The Pak Banker

JPMorgan again warns investors about “uncertain” year ahead

- NEW YORK -AFP

JPMorgan Chase continued to warn investors that it expects a “uncertain” year for markets and the global economy, citing stubbornly high inflation and ongoing geopolitic­al tensions. The remarks came as JPMorgan, as well as its major competitor­s Citigroup and Wells Fargo, reported their first quarter results.

JPMorgan had a modest 6 percent rise in the first quarter while Wells Fargo reported a decline in profit versus a year ago, although the result beat Wall Street’s expectatio­ns. Citigroup’s earnings also declined.

“Many economic indicators continue to be favorable. However, looking ahead, we remain alert to a number of significan­t uncertain forces,” JPMorgan CEO Jamie Dimon said, citing the wars in Gaza and Ukraine as well as other geopolitic­al pressures, high amounts of government spending across the world and “persistent inflationa­ry pressures.”

The comments from Dimon are similar to what he told investors in his annual shareholde­r letter earlier this week. In that letter, Dimon warned that geopolitic­al events including the war in Ukraine and the Israel-Hamas war, as well as U.S. political polarizati­on, might be creating an environmen­t that “may very well be creating risks that could eclipse anything since World War II.”

JPMorgan, the nation’s largest bank, earned a profit of $13.42 billion, or $4.44 a share, compared to a profit of $12.62 billion, or $4.10 a share, in the same period a year earlier. JPMorgan’s results were impacted by a $725 million one-time charge for an assessment by the Federal Deposit Insurance Corporatio­n.

While the results did beat analysts’ forecasts, the bank’s stock fell more than 3 percent in premarket trading after JPMorgan gave a lower-than-expected forecast for its net interest income for the full year.

That forecast largely reflects the bank’s expectatio­n that the Federal Reserve will cut interest rates later this year.

Most metrics of JPMorgan’s business were solid for the quarter. While investment banking revenues were largely flat, the bank reported an uptick in activity.

In the consumer bank, profits rose 6 percent while the bank set aside less money to cover potentiall­y bad loans. Wells Fargo issued its first earnings report since the Biden administra­tion eased some of the restrictio­ns on the bank after a series of scandals.

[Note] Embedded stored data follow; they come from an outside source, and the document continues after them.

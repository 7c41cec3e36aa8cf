//! User aggregate
//!
//! Staff accounts that can sign in. Only admins may change data.

pub mod model;
pub mod repository;

pub use model::{NewUser, User, UserRole};
pub use repository::UserRepository;
//! Report API handlers. Every report is admin only.

use axum::extract::{Query, State};
use axum::Json;

use super::dto::{
    BirthYearCount, BirthdayResponse, CountQuery, CountReportResponse, GenderCountResponse,
    GraduationYearCount, MonthQuery, SummaryResponse, TallyResponse,
};
use crate::infrastructure::spreadsheet::exports::birthdays_workbook;
use crate::interfaces::http::common::{
    ApiResult, ErrorBody, PageParams, PageResponse, XlsxDownload,
};
use crate::interfaces::http::middleware::RequireAdmin;
use crate::interfaces::http::router::AppState;
use crate::shared::PerPagePolicy;

#[utoipa::path(
    get,
    path = "/api/reports/summary",
    tag = "Reports",
    responses((status = 200, description = "Dashboard totals", body = SummaryResponse)),
    security(("bearer_auth" = []))
)]
pub async fn summary(
    State(state): State<AppState>,
    RequireAdmin(_admin): RequireAdmin,
) -> ApiResult<Json<SummaryResponse>> {
    let summary = state.repos.reports().summary().await?;
    Ok(Json(summary.into()))
}

#[utoipa::path(
    get,
    path = "/api/reports/students-by-birthyear",
    tag = "Reports",
    responses((status = 200, description = "Students per birth year", body = [BirthYearCount])),
    security(("bearer_auth" = []))
)]
pub async fn students_by_birth_year(
    State(state): State<AppState>,
    RequireAdmin(_admin): RequireAdmin,
) -> ApiResult<Json<Vec<BirthYearCount>>> {
    let rows = state.repos.reports().students_by_birth_year().await?;
    Ok(Json(rows.into_iter().map(Into::into).collect()))
}

#[utoipa::path(
    get,
    path = "/api/reports/students-by-graduation-year",
    tag = "Reports",
    responses((status = 200, description = "Students per graduation year", body = [GraduationYearCount])),
    security(("bearer_auth" = []))
)]
pub async fn students_by_graduation_year(
    State(state): State<AppState>,
    RequireAdmin(_admin): RequireAdmin,
) -> ApiResult<Json<Vec<GraduationYearCount>>> {
    let rows = state.repos.reports().students_by_graduation_year().await?;
    Ok(Json(rows.into_iter().map(Into::into).collect()))
}

#[utoipa::path(
    get,
    path = "/api/reports/gender-distribution",
    tag = "Reports",
    responses((status = 200, description = "Students per gender", body = [GenderCountResponse])),
    security(("bearer_auth" = []))
)]
pub async fn gender_distribution(
    State(state): State<AppState>,
    RequireAdmin(_admin): RequireAdmin,
) -> ApiResult<Json<Vec<GenderCountResponse>>> {
    let rows = state.repos.reports().gender_distribution().await?;
    Ok(Json(rows.into_iter().map(Into::into).collect()))
}

#[utoipa::path(
    get,
    path = "/api/reports/birthdays",
    tag = "Reports",
    params(MonthQuery, PageParams),
    responses(
        (status = 200, description = "Students born in the month", body = PageResponse<BirthdayResponse>),
        (status = 400, description = "month must be 1-12", body = ErrorBody)
    ),
    security(("bearer_auth" = []))
)]
pub async fn birthdays(
    State(state): State<AppState>,
    RequireAdmin(_admin): RequireAdmin,
    Query(query): Query<MonthQuery>,
    Query(paging): Query<PageParams>,
) -> ApiResult<Json<PageResponse<BirthdayResponse>>> {
    let month = query.month()?;
    let page = state
        .repos
        .reports()
        .birthdays(month, paging.window(PerPagePolicy::LIST))
        .await?;
    Ok(Json(PageResponse::from_result(page)))
}

#[utoipa::path(
    get,
    path = "/api/reports/birthdays/export",
    tag = "Reports",
    params(MonthQuery),
    responses(
        (status = 200, description = "birthdays_month_{m}.xlsx", content_type = "application/vnd.openxmlformats-officedocument.spreadsheetml.sheet"),
        (status = 400, description = "month must be 1-12", body = ErrorBody)
    ),
    security(("bearer_auth" = []))
)]
pub async fn export_birthdays(
    State(state): State<AppState>,
    RequireAdmin(_admin): RequireAdmin,
    Query(query): Query<MonthQuery>,
) -> ApiResult<XlsxDownload> {
    let month = query.month()?;
    let rows = state.repos.reports().birthdays_for_export(month).await?;
    let bytes = birthdays_workbook(&rows)?;
    Ok(XlsxDownload::new(
        format!("birthdays_month_{}.xlsx", month),
        bytes,
    ))
}

#[utoipa::path(
    get,
    path = "/api/reports/students-by-count",
    tag = "Reports",
    params(CountQuery, PageParams),
    responses(
        (status = 200, description = "Students with exactly these totals", body = CountReportResponse),
        (status = 400, description = "present and absent must be non-negative integers", body = ErrorBody)
    ),
    security(("bearer_auth" = []))
)]
pub async fn students_by_count(
    State(state): State<AppState>,
    RequireAdmin(_admin): RequireAdmin,
    Query(query): Query<CountQuery>,
    Query(paging): Query<PageParams>,
) -> ApiResult<Json<CountReportResponse>> {
    let (present, absent) = query.counts()?;
    let page = state
        .repos
        .reports()
        .students_by_count(present, absent, paging.window(PerPagePolicy::REPORT))
        .await?;

    Ok(Json(CountReportResponse {
        present,
        absent,
        page: page.page,
        per_page: page.per_page,
        total: page.total,
        total_pages: page.total_pages,
        rows: page.rows.into_iter().map(TallyResponse::from).collect(),
    }))
}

Wells earned $4.6 billion in the first quarter, or $1.20 per share, beating analyst estimates of $1.06 per share. However, the profit was less than the $5 billion, or $1.23 per share, that Wells earned in the same period a year ago.

The San Francisco-based bank said average loans fell from last year’s first quarter but that drop-off was expected because of elevated interest rates.

In February, the Office of the Comptrolle­r of the Currency, one of the regulators of big national banks like Wells Fargo, terminated a consent order that had been in place since September 2016.

The order, which came after Wells’ employees were found to have opened millions of accounts illegally in order to meet unrealisti­c sales goals, required the bank to overhaul how it sold financial products to customers and provide additional consumer protection­s, as well as employee protection­s for whistleblo­wers.

Citigroup saw its profits drop 27 percent from a year earlier, as the bank continues to restructur­e itself after selling off much of its internatio­nal franchises and continues to slim down after the pandemic.

Citi said it earned $3.37 billion, or $1.58 a share, compared with a profit of $4.6 billion, or $2.19 a share, a year earlier. Wells shares fell slightly in premarket trading. Citigroup shares rose more than 1 percent.